use std::path::Path;
use tracing_appender::non_blocking::WorkerGuard;
use tracing_subscriber::layer::SubscriberExt;
use tracing_subscriber::util::SubscriberInitExt;
use tracing_subscriber::EnvFilter;

/// Initialisiere JSON Logging auf stderr, optional zusätzlich in eine Logdatei.
///
/// stdout bleibt den Responses vorbehalten. Der Guard muss bis zum Ende von
/// `main` gehalten werden, sonst gehen gepufferte Zeilen der Logdatei verloren.
pub fn init_logging(log_dir: Option<&Path>) -> Option<WorkerGuard> {
    let env_filter = EnvFilter::try_from_default_env()
        .unwrap_or_else(|_| EnvFilter::new("info"));

    let (file_layer, guard) = match log_dir {
        Some(dir) => {
            let appender = tracing_appender::rolling::daily(dir, "dms-runbook.log");
            let (writer, guard) = tracing_appender::non_blocking(appender);
            let layer = tracing_subscriber::fmt::layer()
                .with_writer(writer)
                .with_ansi(false)
                .json();
            (Some(layer), Some(guard))
        }
        None => (None, None),
    };

    tracing_subscriber::registry()
        .with(env_filter)
        .with(
            tracing_subscriber::fmt::layer()
                .with_writer(std::io::stderr)
                .json(),
        )
        .with(file_layer)
        .init();

    tracing::debug!("Logging initialized");

    guard
}
pub mod parameter_store;
pub mod role;

pub use parameter_store::{get_parameter, ParameterStore, SsmParameterStore};
pub use role::{assume_role, RoleAssumer, StsRoleAssumer, TemporaryCredentials};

• • •

> [Problem statement]:
Transcribe the records exactly as given.

> [Answer section]:
use std::path::Path;
use tracing_appender::non_blocking::WorkerGuard;
use tracing_subscriber::layer::SubscriberExt;
use tracing_subscriber::util::SubscriberInitExt;
use tracing_subscriber::EnvFilter;

/// Initialisiere JSON Logging auf stderr, optional zusätzlich in eine Logdatei.
///
/// stdout bleibt den Responses vorbehalten. Der Guard muss bis zum Ende von
/// `main` gehalten werden, sonst gehen gepufferte Zeilen der Logdatei verloren.
pub fn init_logging(log_dir: Option<&Path>) -> Option<WorkerGuard> {
    let env_filter = EnvFilter::try_from_default_env()
        .unwrap_or_else(|_| EnvFilter::new("info"));

    let (file_layer, guard) = match log_dir {
        Some(dir) => {
            let appender = tracing_appender::rolling::daily(dir, "dms-runbook.log");
            let (writer, guard) = tracing_appender::non_blocking(appender);
            let layer = tracing_subscriber::fmt::layer()
                .with_writer(writer)
                .with_ansi(false)
                .json();
            (Some(layer), Some(guard))
        }
        None => (None, None),
    };

    tracing_subscriber::registry()
        .with(env_filter)
        .with(
            tracing_subscriber::fmt::layer()
                .with_writer(std::io::stderr)
                .json(),
        )
        .with(file_layer)
        .init();

    tracing::debug!("Logging initialized");

    guard
}
pub mod parameter_store;
pub mod role;

pub use parameter_store::{get_parameter, ParameterStore, SsmParameterStore};
pub use role::{assume_role, RoleAssumer, StsRoleAssumer, TemporaryCredentials};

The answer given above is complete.